> **Material to process**:
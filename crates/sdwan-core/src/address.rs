//! Deterministic tunnel addressing derived from node identities
//!
//! No allocator is involved: any two nodes that know each other's identity
//! compute the same point-to-point pair independently.

use crate::identity::Identity;
use ipnet::Ipv6Net;
use std::cmp::Ordering;
use std::net::Ipv6Addr;
use thiserror::Error;

/// Mesh-wide ULA prefix (`fc00:a7a0::/32`)
pub const MESH_PREFIX: [u8; 4] = [0xfc, 0x00, 0xa7, 0xa0];

/// Prefix length of the mesh ULA network
pub const MESH_PREFIX_LEN: u8 = 32;

/// Link-local prefix bytes (`fe80::`)
pub const LINK_LOCAL_PREFIX: [u8; 2] = [0xfe, 0x80];

/// Prefix length of a point-to-point tunnel network
pub const PEER_TO_PEER_PREFIX_LEN: u8 = 126;

/// Low-order selector given to the lexicographically smaller identity
pub const LOWER_SELECTOR: u8 = 0b01;

/// Low-order selector given to the lexicographically larger identity
pub const UPPER_SELECTOR: u8 = 0b10;

const SELECTOR_MASK: u8 = 0b11;

/// Addressing errors
///
/// These are caller defects, not runtime conditions.
#[derive(Debug, Error, PartialEq, Eq)]
pub enum AddressError {
    #[error("refusing to derive a link-local pair for identity {0} with itself")]
    SelfPair(Identity),
}

/// Network holding every global address (`fc00:a7a0::/32`)
pub fn mesh_network() -> Ipv6Net {
    let mut octets = [0u8; 16];
    octets[..MESH_PREFIX.len()].copy_from_slice(&MESH_PREFIX);
    network(Ipv6Addr::from(octets), MESH_PREFIX_LEN)
}

// Prefix lengths used here are constants no larger than 128.
fn network(addr: Ipv6Addr, prefix_len: u8) -> Ipv6Net {
    Ipv6Net::new(addr, prefix_len).unwrap_or_else(|_| Ipv6Net::from(addr))
}

/// Derive a node's /128 global address inside the mesh ULA prefix.
///
/// The host part is the first 12 bytes of the identity.
pub fn global_address(id: &Identity) -> Ipv6Net {
    let mut octets = [0u8; 16];
    octets[..MESH_PREFIX.len()].copy_from_slice(&MESH_PREFIX);
    octets[MESH_PREFIX.len()..].copy_from_slice(&id.as_bytes()[..16 - MESH_PREFIX.len()]);
    Ipv6Net::from(Ipv6Addr::from(octets))
}

/// Link-local addresses for the two ends of one tunnel
#[derive(Clone, Copy, Debug, PartialEq, Eq)]
pub struct LinkLocalPair {
    /// Address of the first identity passed to [`link_local_pair`]
    pub local: Ipv6Net,
    /// Address of the second identity passed to [`link_local_pair`]
    pub remote: Ipv6Net,
}

impl LinkLocalPair {
    /// The shared /126 network both addresses live in
    pub fn network(&self) -> Ipv6Net {
        self.local.trunc()
    }

    /// Same pair seen from the other side
    pub fn swapped(self) -> Self {
        Self {
            local: self.remote,
            remote: self.local,
        }
    }
}

/// Derive the link-local pair for the tunnel between `a` and `b`.
///
/// The shared bits are the byte-wise XOR of both identities, so each side
/// computes the same value. The lowest two bits select the side: the smaller
/// identity gets `01`, the larger `10`. Swapping the arguments swaps the
/// returned addresses and nothing else.
pub fn link_local_pair(a: &Identity, b: &Identity) -> Result<LinkLocalPair, AddressError> {
    let (a_selector, b_selector) = match a.cmp(b) {
        Ordering::Less => (LOWER_SELECTOR, UPPER_SELECTOR),
        Ordering::Greater => (UPPER_SELECTOR, LOWER_SELECTOR),
        Ordering::Equal => return Err(AddressError::SelfPair(*a)),
    };

    let mut shared = [0u8; 16];
    shared[..LINK_LOCAL_PREFIX.len()].copy_from_slice(&LINK_LOCAL_PREFIX);
    let window = 16 - LINK_LOCAL_PREFIX.len();
    for (i, (x, y)) in a.as_bytes()[..window]
        .iter()
        .zip(&b.as_bytes()[..window])
        .enumerate()
    {
        shared[i + LINK_LOCAL_PREFIX.len()] = x ^ y;
    }

    let with_selector = |selector: u8| {
        let mut octets = shared;
        octets[15] = (octets[15] & !SELECTOR_MASK) | selector;
        network(Ipv6Addr::from(octets), PEER_TO_PEER_PREFIX_LEN)
    };

    Ok(LinkLocalPair {
        local: with_selector(a_selector),
        remote: with_selector(b_selector),
    })
}

#[cfg(test)]
mod tests {
    use super::*;

    fn id(seed: u8) -> Identity {
        let mut bytes = [0u8; 32];
        for (i, b) in bytes.iter_mut().enumerate() {
            *b = seed.wrapping_mul(31).wrapping_add(i as u8);
        }
        Identity(bytes)
    }

    #[test]
    fn test_global_address_in_mesh_prefix() {
        let a = id(1);
        let addr = global_address(&a);
        assert_eq!(addr.prefix_len(), 128);
        assert!(mesh_network().contains(&addr));
        assert_eq!(&addr.addr().octets()[4..], &a.as_bytes()[..12]);
        assert_eq!(global_address(&a), addr);
    }

    #[test]
    fn test_pair_symmetric() {
        for seed in 0..32u8 {
            let a = id(seed);
            let b = id(seed.wrapping_add(101));
            let ab = link_local_pair(&a, &b).unwrap();
            let ba = link_local_pair(&b, &a).unwrap();
            assert_eq!(ab, ba.swapped());
            assert_ne!(ab.local.addr(), ab.remote.addr());
            assert_eq!(ab.network(), ab.remote.trunc());
        }
    }

    #[test]
    fn test_pair_rejects_self() {
        let a = id(9);
        assert_eq!(link_local_pair(&a, &a), Err(AddressError::SelfPair(a)));
    }

    #[test]
    fn test_smaller_identity_gets_lower_selector() {
        let mut low = [0u8; 32];
        let mut high = [0u8; 32];
        low[20] = 1;
        high[20] = 2;
        // identical inside the address window, differ only past it
        let pair = link_local_pair(&Identity(high), &Identity(low)).unwrap();
        assert_eq!(pair.remote.addr().octets()[15] & 0b11, LOWER_SELECTOR);
        assert_eq!(pair.local.addr().octets()[15] & 0b11, UPPER_SELECTOR);
    }

    #[test]
    fn test_pair_is_link_local() {
        let pair = link_local_pair(&id(4), &id(5)).unwrap();
        let link_local: Ipv6Net = "fe80::/10".parse().unwrap();
        assert!(link_local.contains(&pair.local.addr()));
        assert_eq!(pair.local.prefix_len(), PEER_TO_PEER_PREFIX_LEN);
    }
}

> **Exercise**: Would you print exactly, and only, the lines of the data above from the line with "use thiserror::Error;" through the line with "pub const UPPER_SELECTOR: u8 = 0b10;", inclusive?

> **Expected answer**:
use thiserror::Error;

/// Mesh-wide ULA prefix (`fc00:a7a0::/32`)
pub const MESH_PREFIX: [u8; 4] = [0xfc, 0x00, 0xa7, 0xa0];

/// Prefix length of the mesh ULA network
pub const MESH_PREFIX_LEN: u8 = 32;

/// Link-local prefix bytes (`fe80::`)
pub const LINK_LOCAL_PREFIX: [u8; 2] = [0xfe, 0x80];

/// Prefix length of a point-to-point tunnel network
pub const PEER_TO_PEER_PREFIX_LEN: u8 = 126;

/// Low-order selector given to the lexicographically smaller identity
pub const LOWER_SELECTOR: u8 = 0b01;

/// Low-order selector given to the lexicographically larger identity
pub const UPPER_SELECTOR: u8 = 0b10;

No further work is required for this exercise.